Trump also moved closer to delisting Chinese equities from U.S. stock exchanges, where they pose a systemic risk given the penchant of Chinese companies for corruption and opacity. It is a testament to Wall Street’s cluelessness about the threat from China that the Chinese companies were allowed to list on U.S. exchanges in the first place.

Finally, Trump threatened targeted sanctions against Chinese officials involved in undermining freedom in Hong Kong in violation of China’s explicit promises. He also vowed to adjust Hong Kong’s status as a separate trade entity from mainland China that enjoys low-tariff trade with the United States. In stopping short of fully revoking this status, Trump maintained leverage against China for future use.
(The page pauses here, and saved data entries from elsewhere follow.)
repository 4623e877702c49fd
//! Token lifecycle tests for the session manager, run on paused time

mod common;

use common::FakeProvider;
use compute_cli::api::{Error, Identity, IdentityError, SessionManager};
use std::collections::HashMap;
use std::sync::Arc;
use std::time::Duration;
use tokio::time::{Instant, advance};

const ACCESS_LIFETIME: Duration = Duration::from_secs(60);
const REFRESH_LIFETIME: Duration = Duration::from_secs(600);

fn provider() -> Arc<FakeProvider> {
    Arc::new(FakeProvider::new(ACCESS_LIFETIME, REFRESH_LIFETIME))
}

fn session(provider: &Arc<FakeProvider>) -> SessionManager {
    let identity = Identity::client_credentials(
        "https://auth.example.com",
        "platform",
        "pipeline",
        "s3cret",
    )
    .unwrap();
    SessionManager::new(identity, provider.clone())
}

#[tokio::test(start_paused = true)]
async fn test_first_call_acquires_and_later_calls_reuse() {
    let provider = provider();
    let session = session(&provider);

    assert!(session.credential_expiry().is_none());

    let first = session.access_token().await.unwrap();
    advance(Duration::from_secs(30)).await;
    let second = session.access_token().await.unwrap();

    assert_eq!(first, "access-1");
    assert_eq!(second, first);
    assert_eq!(provider.acquires(), 1);
    assert_eq!(provider.refreshes(), 0);
}

#[tokio::test(start_paused = true)]
async fn test_headers_carry_bearer_and_static_values() {
    let provider = provider();
    let mut extra = HashMap::new();
    extra.insert("X-Project".to_string(), "alpha".to_string());
    extra.insert("Authorization".to_string(), "Basic nope".to_string());
    let session = session(&provider).with_static_headers(extra);

    let headers = session.get_headers().await.unwrap();

    assert_eq!(headers["Authorization"], "Bearer access-1");
    assert_eq!(headers["X-Project"], "alpha");
    assert_eq!(headers["Accept"], "application/json");
    assert!(headers["User-Agent"].starts_with("compute-cli/"));
}

#[tokio::test(start_paused = true)]
async fn test_expiry_horizons_are_pulled_in_by_margin() {
    let provider = provider();
    let session = session(&provider);
    let start = Instant::now();

    session.access_token().await.unwrap();
    let (access, refresh) = session.credential_expiry().unwrap();

    assert_eq!(access, start + Duration::from_secs(50));
    assert_eq!(refresh, start + Duration::from_secs(590));
}

#[tokio::test(start_paused = true)]
async fn test_expired_access_refreshes_exactly_once() {
    let provider = provider();
    let session = session(&provider);
    session.access_token().await.unwrap();

    // past the access horizon, inside the refresh horizon
    advance(Duration::from_secs(55)).await;
    let token = session.access_token().await.unwrap();
    let again = session.access_token().await.unwrap();

    assert_eq!(token, "access-2");
    assert_eq!(again, token);
    assert_eq!(provider.refreshes(), 1);
    assert_eq!(provider.acquires(), 1);
    assert_eq!(provider.refresh_tokens_seen(), vec!["refresh-1".to_string()]);
}

#[tokio::test(start_paused = true)]
async fn test_expired_refresh_reacquires_without_refreshing() {
    let provider = provider();
    let session = session(&provider);
    session.access_token().await.unwrap();

    advance(Duration::from_secs(600)).await;
    let token = session.access_token().await.unwrap();

    assert_eq!(token, "access-2");
    assert_eq!(provider.acquires(), 2);
    assert_eq!(provider.refreshes(), 0);
}

#[tokio::test(start_paused = true)]
async fn test_rejected_refresh_falls_back_to_acquire() {
    let provider = provider();
    let session = session(&provider);
    session.access_token().await.unwrap();

    provider.fail_refresh(IdentityError::InvalidGrant("Token is not active".into()));
    advance(Duration::from_secs(55)).await;
    let token = session.access_token().await.unwrap();

    assert_eq!(token, "access-2");
    assert_eq!(provider.refreshes(), 1);
    assert_eq!(provider.acquires(), 2);
}

#[tokio::test(start_paused = true)]
async fn test_refresh_transport_failure_is_fatal() {
    let provider = provider();
    let session = session(&provider);
    session.access_token().await.unwrap();

    provider.fail_refresh(IdentityError::Transport("connection reset".into()));
    advance(Duration::from_secs(55)).await;
    let err = session.access_token().await.unwrap_err();

    assert!(matches!(err, Error::Auth(IdentityError::Transport(_))));
    assert_eq!(provider.acquires(), 1);
}

#[tokio::test(start_paused = true)]
async fn test_bad_credentials_surface_as_auth_failure() {
    let provider = provider();
    provider.fail_acquire(IdentityError::InvalidClient("Invalid client secret".into()));
    let session = session(&provider);

    let err = session.get_headers().await.unwrap_err();

    assert!(matches!(err, Error::Auth(IdentityError::InvalidClient(_))));
    assert!(session.credential_expiry().is_none());
}

#[tokio::test(start_paused = true)]
async fn test_lifetime_shorter_than_margin_is_never_reused() {
    let provider = Arc::new(FakeProvider::new(Duration::from_secs(5), REFRESH_LIFETIME));
    let session = session(&provider);

    session.access_token().await.unwrap();
    session.access_token().await.unwrap();

    assert_eq!(provider.acquires(), 1);
    assert_eq!(provider.refreshes(), 1);
}

#[tokio::test(start_paused = true)]
async fn test_invalidate_forces_reauthentication() {
    let provider = provider();
    let session = session(&provider);
    session.access_token().await.unwrap();

    session.invalidate();
    assert!(session.credential_expiry().is_none());
    let token = session.access_token().await.unwrap();

    assert_eq!(token, "access-2");
    assert_eq!(provider.acquires(), 2);
}

#[tokio::test(start_paused = true)]
async fn test_concurrent_callers_share_one_acquire() {
    let provider = Arc::new(
        FakeProvider::new(ACCESS_LIFETIME, REFRESH_LIFETIME).with_latency(Duration::from_secs(1)),
    );
    let session = Arc::new(session(&provider));

    let mut tasks = Vec::new();
    for _ in 0..8 {
        let session = session.clone();
        tasks.push(tokio::spawn(async move { session.access_token().await }));
    }

    for task in tasks {
        assert_eq!(task.await.unwrap().unwrap(), "access-1");
    }
    assert_eq!(provider.acquires(), 1);
}

#[tokio::test(start_paused = true)]
async fn test_concurrent_callers_share_one_refresh() {
    let provider = Arc::new(
        FakeProvider::new(ACCESS_LIFETIME, REFRESH_LIFETIME).with_latency(Duration::from_secs(1)),
    );
    let session = Arc::new(session(&provider));
    session.access_token().await.unwrap();

    advance(Duration::from_secs(55)).await;
    let mut tasks = Vec::new();
    for _ in 0..8 {
        let session = session.clone();
        tasks.push(tokio::spawn(async move { session.access_token().await }));
    }

    for task in tasks {
        assert_eq!(task.await.unwrap().unwrap(), "access-2");
    }
    assert_eq!(provider.refreshes(), 1);
    assert_eq!(provider.acquires(), 1);
}
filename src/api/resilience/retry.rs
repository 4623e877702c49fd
//! Failure classification and the consecutive-error budget
//!
//! Maps HTTP outcomes onto [`FetchError`] kinds and tracks how many transient
//! failures in a row a polling loop has absorbed.

use crate::api::error::FetchError;
use std::time::Duration;

impl FetchError {
    /// Classify a non-success HTTP status
    pub fn from_status_code(status: u16, context: &str) -> Self {
        match status {
            404 => FetchError::NotFound(context.to_string()),
            401 | 403 => FetchError::Unauthorized(format!("HTTP {}: {}", status, context)),
            _ => FetchError::Transport(format!("HTTP {}: {}", status, context)),
        }
    }

    /// Classify a reqwest error
    pub fn from_reqwest_error(error: &reqwest::Error) -> Self {
        match error.status() {
            Some(status) => Self::from_status_code(status.as_u16(), &error.to_string()),
            None => FetchError::Transport(error.to_string()),
        }
    }
}

/// Counts consecutive transient failures against a tolerance
#[derive(Debug, Clone)]
pub struct ErrorBudget {
    tolerance: u32,
    consecutive: u32,
}

impl ErrorBudget {
    pub fn new(tolerance: u32) -> Self {
        Self {
            tolerance,
            consecutive: 0,
        }
    }

    /// Record a failure. Returns false once the tolerance is exceeded.
    pub fn record_failure(&mut self) -> bool {
        self.consecutive = self.consecutive.saturating_add(1);
        self.consecutive <= self.tolerance
    }

    pub fn reset(&mut self) {
        self.consecutive = 0;
    }

    pub fn consecutive(&self) -> u32 {
        self.consecutive
    }

    pub fn tolerance(&self) -> u32 {
        self.tolerance
    }
}

/// Scale a poll interval by a back-off ratio. A product too large for a
/// `Duration` falls back to the plain interval.
pub fn backoff_delay(interval: Duration, ratio: f64) -> Duration {
    if ratio <= 0.0 || !ratio.is_finite() {
        return Duration::ZERO;
    }
    Duration::try_from_secs_f64(interval.as_secs_f64() * ratio).unwrap_or(interval)
}
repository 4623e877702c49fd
pub mod app;
pub mod commands;
pub mod ui;

pub use app::{Cli, Commands};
Overall, Trump made a strong move to begin making China pay for its misconduct. However, Trump still has not laid out a clear overall vision for how to beat China. We are still left mostly with tactics and sentiment, as opposed to a strategy the whole of our government and the American people can get behind.

Trump and his aides should look back at the Ronald Reagan and Harry Truman administrations, which both understood how to construct a coherent plan to wage cold war and how to communicate it to the public.

Truman promulgated “NSC 68,” a reference to the policy compiled by his National Security Council, which was a blueprint for resisting Soviet expansionism through military and other means.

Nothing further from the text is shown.